Material to process: Begin

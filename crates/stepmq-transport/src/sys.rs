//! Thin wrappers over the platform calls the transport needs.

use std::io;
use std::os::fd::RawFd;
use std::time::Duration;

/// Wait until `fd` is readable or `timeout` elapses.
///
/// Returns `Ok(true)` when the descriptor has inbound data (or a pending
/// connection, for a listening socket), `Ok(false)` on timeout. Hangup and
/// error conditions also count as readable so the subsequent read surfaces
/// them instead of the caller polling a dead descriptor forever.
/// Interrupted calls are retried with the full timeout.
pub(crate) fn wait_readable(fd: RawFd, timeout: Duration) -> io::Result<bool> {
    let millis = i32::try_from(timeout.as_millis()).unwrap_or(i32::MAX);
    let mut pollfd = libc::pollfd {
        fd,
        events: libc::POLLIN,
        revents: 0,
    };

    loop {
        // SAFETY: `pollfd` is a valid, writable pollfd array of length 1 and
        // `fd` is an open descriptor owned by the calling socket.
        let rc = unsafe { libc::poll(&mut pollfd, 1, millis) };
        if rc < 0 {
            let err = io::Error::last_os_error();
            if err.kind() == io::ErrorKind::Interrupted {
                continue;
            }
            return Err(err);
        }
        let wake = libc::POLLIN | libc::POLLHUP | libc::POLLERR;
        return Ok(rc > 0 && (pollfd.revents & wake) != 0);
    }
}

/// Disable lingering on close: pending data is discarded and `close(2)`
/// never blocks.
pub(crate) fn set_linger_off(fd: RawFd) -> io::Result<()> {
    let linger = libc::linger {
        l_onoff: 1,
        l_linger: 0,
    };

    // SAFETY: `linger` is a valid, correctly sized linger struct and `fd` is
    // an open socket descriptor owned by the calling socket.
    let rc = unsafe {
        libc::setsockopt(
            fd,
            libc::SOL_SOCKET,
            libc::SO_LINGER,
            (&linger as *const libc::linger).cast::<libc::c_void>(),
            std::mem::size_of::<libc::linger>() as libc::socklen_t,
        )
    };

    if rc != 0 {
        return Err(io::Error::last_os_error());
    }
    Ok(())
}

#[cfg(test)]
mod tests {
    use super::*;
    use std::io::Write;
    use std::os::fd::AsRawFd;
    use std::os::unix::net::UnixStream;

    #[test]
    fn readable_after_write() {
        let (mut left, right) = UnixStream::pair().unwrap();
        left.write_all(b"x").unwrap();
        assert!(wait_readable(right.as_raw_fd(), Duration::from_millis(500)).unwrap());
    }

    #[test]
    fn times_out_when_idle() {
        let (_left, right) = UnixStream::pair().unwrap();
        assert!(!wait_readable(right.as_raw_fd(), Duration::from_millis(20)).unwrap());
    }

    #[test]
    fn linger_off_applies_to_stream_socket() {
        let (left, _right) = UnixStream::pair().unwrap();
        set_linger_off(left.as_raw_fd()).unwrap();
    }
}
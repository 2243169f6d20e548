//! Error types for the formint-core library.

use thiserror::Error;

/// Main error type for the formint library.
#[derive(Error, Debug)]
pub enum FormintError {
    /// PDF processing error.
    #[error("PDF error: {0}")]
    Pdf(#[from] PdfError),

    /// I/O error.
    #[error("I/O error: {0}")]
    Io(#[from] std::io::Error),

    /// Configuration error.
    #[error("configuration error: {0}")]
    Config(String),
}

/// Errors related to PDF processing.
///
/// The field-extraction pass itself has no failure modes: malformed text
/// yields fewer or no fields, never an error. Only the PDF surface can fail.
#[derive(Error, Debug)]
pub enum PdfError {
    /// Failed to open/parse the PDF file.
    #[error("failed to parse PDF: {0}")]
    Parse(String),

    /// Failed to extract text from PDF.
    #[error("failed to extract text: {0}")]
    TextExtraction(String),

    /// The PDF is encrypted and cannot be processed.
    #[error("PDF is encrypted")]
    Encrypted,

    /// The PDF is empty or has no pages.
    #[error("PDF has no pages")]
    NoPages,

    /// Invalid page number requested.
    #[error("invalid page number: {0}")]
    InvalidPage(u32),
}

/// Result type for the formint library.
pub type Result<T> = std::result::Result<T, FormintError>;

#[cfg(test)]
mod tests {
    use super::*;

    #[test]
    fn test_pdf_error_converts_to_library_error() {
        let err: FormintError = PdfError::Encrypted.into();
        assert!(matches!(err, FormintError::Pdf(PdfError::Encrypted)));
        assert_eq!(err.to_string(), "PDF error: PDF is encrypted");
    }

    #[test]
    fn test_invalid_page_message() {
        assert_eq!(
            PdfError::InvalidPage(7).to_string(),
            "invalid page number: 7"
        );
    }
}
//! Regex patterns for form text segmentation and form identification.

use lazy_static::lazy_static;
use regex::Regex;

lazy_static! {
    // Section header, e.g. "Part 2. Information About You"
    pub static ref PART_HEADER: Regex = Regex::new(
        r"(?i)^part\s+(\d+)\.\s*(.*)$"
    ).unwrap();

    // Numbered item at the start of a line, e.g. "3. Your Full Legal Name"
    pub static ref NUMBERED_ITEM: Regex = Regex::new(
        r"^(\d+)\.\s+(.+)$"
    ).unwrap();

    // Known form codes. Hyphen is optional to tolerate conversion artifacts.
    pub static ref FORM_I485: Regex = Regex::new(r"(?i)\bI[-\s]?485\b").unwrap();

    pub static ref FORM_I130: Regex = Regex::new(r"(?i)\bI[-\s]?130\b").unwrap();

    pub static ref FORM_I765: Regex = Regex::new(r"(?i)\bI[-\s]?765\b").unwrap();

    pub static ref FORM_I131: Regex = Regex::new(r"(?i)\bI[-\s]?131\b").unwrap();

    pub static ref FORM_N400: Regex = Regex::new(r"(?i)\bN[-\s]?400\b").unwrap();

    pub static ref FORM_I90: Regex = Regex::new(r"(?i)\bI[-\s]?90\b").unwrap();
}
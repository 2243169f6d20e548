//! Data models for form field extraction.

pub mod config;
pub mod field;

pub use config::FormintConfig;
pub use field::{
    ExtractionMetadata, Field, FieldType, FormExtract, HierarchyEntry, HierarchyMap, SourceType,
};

Material to process: End
Material to process: Begin

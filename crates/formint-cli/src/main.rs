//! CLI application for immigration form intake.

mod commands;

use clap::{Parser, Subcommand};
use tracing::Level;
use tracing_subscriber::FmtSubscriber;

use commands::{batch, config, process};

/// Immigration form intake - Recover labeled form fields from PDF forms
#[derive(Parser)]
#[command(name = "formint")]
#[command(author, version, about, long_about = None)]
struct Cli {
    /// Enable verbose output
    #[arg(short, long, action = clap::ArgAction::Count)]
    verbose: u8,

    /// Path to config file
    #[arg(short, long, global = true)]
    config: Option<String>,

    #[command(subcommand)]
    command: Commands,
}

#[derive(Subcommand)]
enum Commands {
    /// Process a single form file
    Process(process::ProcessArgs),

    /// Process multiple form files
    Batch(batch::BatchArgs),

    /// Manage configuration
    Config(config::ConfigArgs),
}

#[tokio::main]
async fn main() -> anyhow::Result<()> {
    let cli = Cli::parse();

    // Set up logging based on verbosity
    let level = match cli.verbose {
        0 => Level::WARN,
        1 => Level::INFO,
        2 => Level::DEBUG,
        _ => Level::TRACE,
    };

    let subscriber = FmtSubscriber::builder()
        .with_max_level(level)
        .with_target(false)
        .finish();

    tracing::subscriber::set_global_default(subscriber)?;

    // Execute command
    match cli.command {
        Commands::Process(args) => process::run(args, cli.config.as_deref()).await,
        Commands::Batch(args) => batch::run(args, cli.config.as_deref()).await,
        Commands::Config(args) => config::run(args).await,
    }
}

Material to process: End
Material to process: Begin

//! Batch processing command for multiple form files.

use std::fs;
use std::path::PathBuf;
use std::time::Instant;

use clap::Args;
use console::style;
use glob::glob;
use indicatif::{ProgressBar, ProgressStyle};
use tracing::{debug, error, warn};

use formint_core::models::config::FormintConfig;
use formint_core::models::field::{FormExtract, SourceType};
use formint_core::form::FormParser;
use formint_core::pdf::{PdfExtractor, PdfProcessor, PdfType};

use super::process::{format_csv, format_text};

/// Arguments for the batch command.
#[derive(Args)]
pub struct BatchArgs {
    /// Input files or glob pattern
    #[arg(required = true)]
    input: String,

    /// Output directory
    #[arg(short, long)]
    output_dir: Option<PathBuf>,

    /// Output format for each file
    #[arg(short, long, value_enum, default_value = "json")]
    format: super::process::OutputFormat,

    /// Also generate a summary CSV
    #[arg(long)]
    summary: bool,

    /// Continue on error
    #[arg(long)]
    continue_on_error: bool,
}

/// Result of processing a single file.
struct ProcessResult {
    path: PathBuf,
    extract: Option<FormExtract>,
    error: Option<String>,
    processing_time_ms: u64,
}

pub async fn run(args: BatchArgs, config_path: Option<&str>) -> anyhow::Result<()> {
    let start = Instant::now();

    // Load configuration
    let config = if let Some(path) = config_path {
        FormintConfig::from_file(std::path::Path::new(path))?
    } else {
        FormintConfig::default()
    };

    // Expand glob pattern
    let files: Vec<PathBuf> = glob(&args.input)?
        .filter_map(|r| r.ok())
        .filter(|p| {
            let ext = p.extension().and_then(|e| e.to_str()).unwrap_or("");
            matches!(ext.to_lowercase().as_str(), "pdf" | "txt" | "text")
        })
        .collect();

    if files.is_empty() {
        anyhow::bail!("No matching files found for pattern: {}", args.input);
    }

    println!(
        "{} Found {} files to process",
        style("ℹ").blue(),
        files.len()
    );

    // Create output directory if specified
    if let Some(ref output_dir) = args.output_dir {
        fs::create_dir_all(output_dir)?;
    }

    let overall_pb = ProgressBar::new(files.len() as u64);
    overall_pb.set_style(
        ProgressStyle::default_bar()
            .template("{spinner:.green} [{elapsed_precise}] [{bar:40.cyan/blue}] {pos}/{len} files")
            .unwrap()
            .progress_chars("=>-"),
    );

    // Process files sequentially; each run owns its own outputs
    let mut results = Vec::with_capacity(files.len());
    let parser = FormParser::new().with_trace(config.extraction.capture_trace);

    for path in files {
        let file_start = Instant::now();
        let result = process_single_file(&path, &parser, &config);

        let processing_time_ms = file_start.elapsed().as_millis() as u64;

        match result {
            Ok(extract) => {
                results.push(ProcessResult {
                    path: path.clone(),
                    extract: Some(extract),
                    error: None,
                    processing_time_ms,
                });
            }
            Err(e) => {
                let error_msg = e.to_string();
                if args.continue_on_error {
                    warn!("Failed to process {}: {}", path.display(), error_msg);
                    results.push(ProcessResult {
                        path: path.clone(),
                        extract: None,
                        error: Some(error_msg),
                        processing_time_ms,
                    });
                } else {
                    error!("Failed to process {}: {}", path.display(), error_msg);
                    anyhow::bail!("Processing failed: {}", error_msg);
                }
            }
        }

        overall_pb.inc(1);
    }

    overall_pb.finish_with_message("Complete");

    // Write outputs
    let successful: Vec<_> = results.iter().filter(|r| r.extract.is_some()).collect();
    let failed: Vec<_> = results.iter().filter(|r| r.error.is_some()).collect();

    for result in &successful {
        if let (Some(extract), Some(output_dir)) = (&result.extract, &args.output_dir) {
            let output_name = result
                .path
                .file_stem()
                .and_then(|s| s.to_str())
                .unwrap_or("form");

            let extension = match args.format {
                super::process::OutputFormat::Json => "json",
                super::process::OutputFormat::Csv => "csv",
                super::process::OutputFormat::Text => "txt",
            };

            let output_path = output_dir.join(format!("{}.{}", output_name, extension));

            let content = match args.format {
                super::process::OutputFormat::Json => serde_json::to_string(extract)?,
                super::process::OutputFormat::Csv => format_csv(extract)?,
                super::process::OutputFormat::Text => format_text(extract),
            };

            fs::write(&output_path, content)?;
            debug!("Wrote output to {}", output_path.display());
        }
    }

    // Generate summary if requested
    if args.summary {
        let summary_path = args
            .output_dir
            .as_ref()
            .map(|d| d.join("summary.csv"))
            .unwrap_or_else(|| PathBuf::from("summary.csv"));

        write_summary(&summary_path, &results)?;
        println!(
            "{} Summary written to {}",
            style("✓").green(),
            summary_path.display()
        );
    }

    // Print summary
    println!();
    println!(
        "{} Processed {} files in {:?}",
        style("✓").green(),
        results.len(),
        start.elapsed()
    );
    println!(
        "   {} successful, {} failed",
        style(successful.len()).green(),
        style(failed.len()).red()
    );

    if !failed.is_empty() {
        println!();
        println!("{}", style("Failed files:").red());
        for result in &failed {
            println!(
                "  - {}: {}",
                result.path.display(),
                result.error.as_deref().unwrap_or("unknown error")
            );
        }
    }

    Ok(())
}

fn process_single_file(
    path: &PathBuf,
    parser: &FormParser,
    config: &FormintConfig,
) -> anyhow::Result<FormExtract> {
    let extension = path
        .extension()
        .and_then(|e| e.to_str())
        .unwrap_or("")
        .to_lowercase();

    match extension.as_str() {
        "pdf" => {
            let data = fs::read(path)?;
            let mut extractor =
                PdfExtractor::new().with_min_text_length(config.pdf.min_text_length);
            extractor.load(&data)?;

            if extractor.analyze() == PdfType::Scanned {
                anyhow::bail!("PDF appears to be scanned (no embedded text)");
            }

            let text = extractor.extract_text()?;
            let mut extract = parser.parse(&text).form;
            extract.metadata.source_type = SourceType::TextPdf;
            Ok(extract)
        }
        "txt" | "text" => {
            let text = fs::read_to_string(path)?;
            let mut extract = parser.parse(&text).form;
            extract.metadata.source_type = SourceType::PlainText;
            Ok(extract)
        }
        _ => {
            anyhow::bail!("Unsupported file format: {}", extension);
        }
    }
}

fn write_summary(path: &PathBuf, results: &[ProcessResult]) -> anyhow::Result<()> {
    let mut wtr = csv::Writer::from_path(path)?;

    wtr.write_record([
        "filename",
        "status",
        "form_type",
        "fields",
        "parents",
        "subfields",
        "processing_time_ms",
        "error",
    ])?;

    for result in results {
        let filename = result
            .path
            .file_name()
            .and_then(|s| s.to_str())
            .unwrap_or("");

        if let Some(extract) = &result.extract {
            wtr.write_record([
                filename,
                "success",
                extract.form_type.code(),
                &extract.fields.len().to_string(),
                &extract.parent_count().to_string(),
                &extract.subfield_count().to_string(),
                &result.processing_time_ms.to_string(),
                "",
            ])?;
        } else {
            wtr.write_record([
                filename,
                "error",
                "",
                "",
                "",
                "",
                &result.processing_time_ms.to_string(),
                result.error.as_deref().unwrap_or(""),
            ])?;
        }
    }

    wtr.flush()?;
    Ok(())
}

Material to process: End

The problem :: Which lines above hold the string "PdfType"? Copy each of them.

Solution to the exercise ::
use formint_core::pdf::{PdfExtractor, PdfProcessor, PdfType};
            if extractor.analyze() == PdfType::Scanned {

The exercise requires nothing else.